In an industry where the wrong manufacturing partnership can derail a drug program, and the right one can accelerate it, biotech leaders face mounting pressure to make smarter, faster decisions about their CDMOs. But are they asking the right questions? And are they truly listening to the answers?
Kenneth Drew, Vice President at Flamma USA, a specialty CDMO with operations spanning multiple continents, has spent more than two decades in contract development and manufacturing. In this article, he explains how too many biotechs are making avoidable mistakes, often because they hear what they want to hear rather than what they need to hear.
Don’t Overreact to Geopolitical Noise
With the ongoing push-and-pull between reshoring and global diversification, many biotech leadership teams are responding to regulatory and political pressure by adopting blanket “No China” sourcing policies.
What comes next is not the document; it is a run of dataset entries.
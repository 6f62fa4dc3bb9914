//! Results store loading.

pub mod loader;

pub use loader::{load_store, parse_store};
//! Report and chart data output.

pub mod dry_run;
pub mod generator;

pub use dry_run::dry_run_listing;
pub use generator::{generate_chart_json, generate_json_report, generate_markdown_report};

use crate::cli::SummaryFormat;
use crate::models::{ProblemOutcome, SummaryReport};
use anyhow::{Context, Result};
use std::path::{Path, PathBuf};
use tracing::debug;

/// Write every chart of the given outcomes into `dir`. Returns the number
/// of chart documents written.
pub async fn write_charts(dir: &Path, outcomes: &[ProblemOutcome]) -> Result<usize> {
    tokio::fs::create_dir_all(dir)
        .await
        .with_context(|| format!("Failed to create output directory: {}", dir.display()))?;

    let mut written = 0;
    for chart in outcomes.iter().flat_map(|o| o.charts.iter()) {
        if chart.series.is_empty() {
            debug!("No series for {}, not writing", chart.file_name());
            continue;
        }

        let path = dir.join(chart.file_name());
        let content = generate_chart_json(chart)?;
        tokio::fs::write(&path, content)
            .await
            .with_context(|| format!("Failed to write chart data to {}", path.display()))?;
        written += 1;
    }

    Ok(written)
}

/// Write the summary report into `dir` and return its path.
pub async fn write_summary(
    dir: &Path,
    report: &SummaryReport,
    format: SummaryFormat,
) -> Result<PathBuf> {
    let content = match format {
        SummaryFormat::Json => generate_json_report(report)?,
        SummaryFormat::Markdown => generate_markdown_report(report),
    };

    tokio::fs::create_dir_all(dir)
        .await
        .with_context(|| format!("Failed to create output directory: {}", dir.display()))?;

    let path = dir.join(format.file_name());
    tokio::fs::write(&path, content)
        .await
        .with_context(|| format!("Failed to write summary to {}", path.display()))?;

    Ok(path)
}
impl<'a> SeriesBuilder<'a> {
    /// Fails with `MissingKey` when the problem is absent from the store.
    pub fn new(
        store: &'a ResultsStore,
        problem: &'a str,
        settings: &'a AggregationSettings,
    ) -> Result<Self, AggregateError> {
        if let Some(reason) = store.rejected.get(problem) {
            return Err(AggregateError::Malformed {
                problem: problem.to_string(),
                reason: reason.clone(),
            });
        }

        let results = store
            .problem(problem)
            .ok_or_else(|| AggregateError::missing("results store", problem))?;

        let mut builder = Self {
            store,
            problem,
            results,
            settings,
            shared_reference: None,
        };

        if settings.reference == ReferenceValue::BestObserved {
            let selected = builder.algorithms();
            let samples = selected
                .iter()
                .filter_map(|key| results.algorithm(key))
                .flat_map(|alg| alg.runs.values())
                .filter_map(|run| run.functionalvalue.as_deref());
            builder.shared_reference = best_observed(samples);
            debug!(
                problem,
                reference = ?builder.shared_reference,
                "Best observed objective value"
            );
        }

        Ok(builder)
    }

    /// Algorithms to chart for this problem, in legend order.
    pub fn algorithms(&self) -> Vec<String> {
        if let Some(ref only) = self.settings.only_algorithms {
            return only.clone();
        }

        let mut selected: Vec<String> = self
            .settings
            .algorithms
            .iter()
            .map(|a| a.key.clone())
            .filter(|key| self.results.algorithms.contains_key(key))
            .collect();

        if self.settings.discover_algorithms {
            let discovered: Vec<String> = self
                .results
                .algorithms
                .keys()
                .filter(|key| !selected.contains(key))
                .cloned()
                .collect();
            selected.extend(discovered);
        }

        selected
    }

    /// Number of seed runs listed for an algorithm.
    pub fn run_count(&self, algorithm: &str) -> usize {
        self.results
            .algorithm(algorithm)
            .map(|alg| {
                alg.seeds()
                    .map(|s| s.run_count())
                    .unwrap_or(alg.runs.len())
            })
            .unwrap_or(0)
    }

    /// The objective value suboptimality is measured against.
    pub fn reference_value(&self, algorithm: &str) -> Result<f64, AggregateError> {
        match self.settings.reference {
            ReferenceValue::Recorded => {
                let results = self.algorithm(algorithm)?;
                let run = self.primary_run(algorithm, results)?;
                run.record.fopt.ok_or_else(|| {
                    AggregateError::missing(self.run_scope(algorithm, &run.key), "fopt")
                })
            }
            ReferenceValue::BestObserved => self.shared_reference.ok_or(AggregateError::NoRuns),
        }
    }

    /// Scenarios treated per checkpoint for an algorithm's run.
    pub fn stride(&self, algorithm: &str, run: &RunRecord) -> Result<u64, AggregateError> {
        let step = match self.settings.algorithm_config(algorithm).stride {
            Stride::Identity => 1,
            Stride::Logstep => match run.logstep {
                Some(step) if step > 0 => step,
                _ => {
                    debug!(problem = self.problem, algorithm, "No logstep, using plain index");
                    1
                }
            },
            Stride::Scenarios => self
                .store
                .nscenarios
                .filter(|n| *n > 0)
                .ok_or_else(|| AggregateError::missing("results store", "nscenarios"))?,
            Stride::Fixed(step) => step,
        };

        Ok(step)
    }

    /// Build the series of one chart kind for an algorithm.
    pub fn series(&self, kind: ChartKind, algorithm: &str) -> Result<ChartSeries, AggregateError> {
        match kind {
            ChartKind::SuboptCalls => self.calls_series(algorithm).map(ChartSeries::Line),
            ChartKind::SuboptTime => self.time_series(algorithm).map(ChartSeries::Line),
            ChartKind::SuboptFillCalls => self.envelope_series(algorithm).map(ChartSeries::Band),
        }
    }

    /// Suboptimality of the primary run against scenarios treated.
    pub fn calls_series(&self, algorithm: &str) -> Result<LineSeries, AggregateError> {
        let results = self.algorithm(algorithm)?;
        let run = self.primary_run(algorithm, results)?;
        let y = normalize(run.values, self.reference_value(algorithm)?, self.settings.mode)?;
        let step = self.stride(algorithm, run.record)?;

        Ok(LineSeries {
            algorithm: algorithm.to_string(),
            label: self.settings.algorithm_config(algorithm).label,
            x: calls_axis(step, y.len()),
            y,
        })
    }

    /// Suboptimality of the primary run against elapsed time.
    pub fn time_series(&self, algorithm: &str) -> Result<LineSeries, AggregateError> {
        let results = self.algorithm(algorithm)?;
        let run = self.primary_run(algorithm, results)?;
        let y = normalize(run.values, self.reference_value(algorithm)?, self.settings.mode)?;

        Ok(LineSeries {
            algorithm: algorithm.to_string(),
            label: self.settings.algorithm_config(algorithm).label,
            x: run.time.to_vec(),
            y,
        })
    }

    /// Min/max band of suboptimality across every seed run.
    pub fn envelope_series(&self, algorithm: &str) -> Result<BandSeries, AggregateError> {
        let results = self.algorithm(algorithm)?;
        let seeds = results
            .seeds()
            .ok_or_else(|| AggregateError::missing(self.algorithm_scope(algorithm), "seeds"))?;
        let fopt = self.reference_value(algorithm)?;

        let normalized = seed_keys(seeds)
            .iter()
            .map(|key| {
                let run = self.run(algorithm, results, key)?;
                normalize(run.values, fopt, self.settings.mode)
            })
            .collect::<Result<Vec<_>, _>>()?;

        let env = envelope(&normalized)?;
        if normalized.iter().any(|r| r.len() > env.len()) {
            debug!(
                problem = self.problem,
                algorithm,
                length = env.len(),
                "Seed runs truncated to the shortest run"
            );
        }

        let step = self.stride(algorithm, self.primary_run(algorithm, results)?.record)?;
        debug!(
            problem = self.problem,
            algorithm,
            spread = ?env.final_spread(),
            "Envelope built"
        );

        Ok(BandSeries {
            algorithm: algorithm.to_string(),
            label: self.settings.algorithm_config(algorithm).label,
            x: calls_axis(step, env.len()),
            lower: env.lower,
            upper: env.upper,
        })
    }

    fn algorithm(&self, key: &str) -> Result<&'a AlgorithmResults, AggregateError> {
        self.results
            .algorithm(key)
            .ok_or_else(|| AggregateError::missing(format!("problem `{}`", self.problem), key))
    }

    fn algorithm_scope(&self, algorithm: &str) -> String {
        format!("algorithm `{}` of problem `{}`", algorithm, self.problem)
    }

    fn run_scope(&self, algorithm: &str, key: &str) -> String {
        format!("run `{}` of {}", key, self.algorithm_scope(algorithm))
    }

    /// Look up a run, check it carries both sample sequences and that they
    /// are aligned.
    fn run(
        &self,
        algorithm: &str,
        results: &'a AlgorithmResults,
        key: &str,
    ) -> Result<Trace<'a>, AggregateError> {
        let record = results
            .run(key)
            .ok_or_else(|| AggregateError::missing(self.algorithm_scope(algorithm), key))?;

        let scope = self.run_scope(algorithm, key);
        let values = record
            .functionalvalue
            .as_deref()
            .ok_or_else(|| AggregateError::missing(scope.as_str(), "functionalvalue"))?;
        let time = record
            .time
            .as_deref()
            .ok_or_else(|| AggregateError::missing(scope.as_str(), "time"))?;

        if values.len() != time.len() {
            return Err(AggregateError::ShapeMismatch {
                run: key.to_string(),
                values: values.len(),
                times: time.len(),
            });
        }

        Ok(Trace {
            key: key.to_string(),
            record,
            values,
            time,
        })
    }

    /// Run "1", or the first listed seed run present when there is none.
    fn primary_run(
        &self,
        algorithm: &str,
        results: &'a AlgorithmResults,
    ) -> Result<Trace<'a>, AggregateError> {
        if results.run(PRIMARY_RUN_KEY).is_none() {
            let fallback = results
                .seeds()
                .map(seed_keys)
                .and_then(|keys| keys.into_iter().find(|k| results.run(k).is_some()));

            if let Some(key) = fallback {
                return self.run(algorithm, results, &key);
            }
        }

        self.run(algorithm, results, PRIMARY_RUN_KEY)
    }
}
Kenneth urges caution.
“Don’t overreact and become a lemming falling victim to the ‘No China’ policy being adopted by many biotech leadership teams who fail to understand the industry and its dynamics,” he says.
His recommended approach is strategic rather than reactive. “CDMOs with global footprints bring significant value to having a secure supply chain,” Kenneth notes. “Take advantage of your current Plan A, but always have a Plan B ready to go.”
Resilience is not the same as restriction. Diversification, done thoughtfully, beats blanket exclusions.
Size Isn’t Everything
A persistent assumption among emerging biotechs is that aligning with a large, well-known CDMO signals credibility to investors. Kenneth pushes back on this logic.
“Not everyone wants to shop at Walmart,” he says. “Bigger is not necessarily better. Just because you think investors like to see that you are working with a large, well-known CDMO, you might be doing yourself a disservice.”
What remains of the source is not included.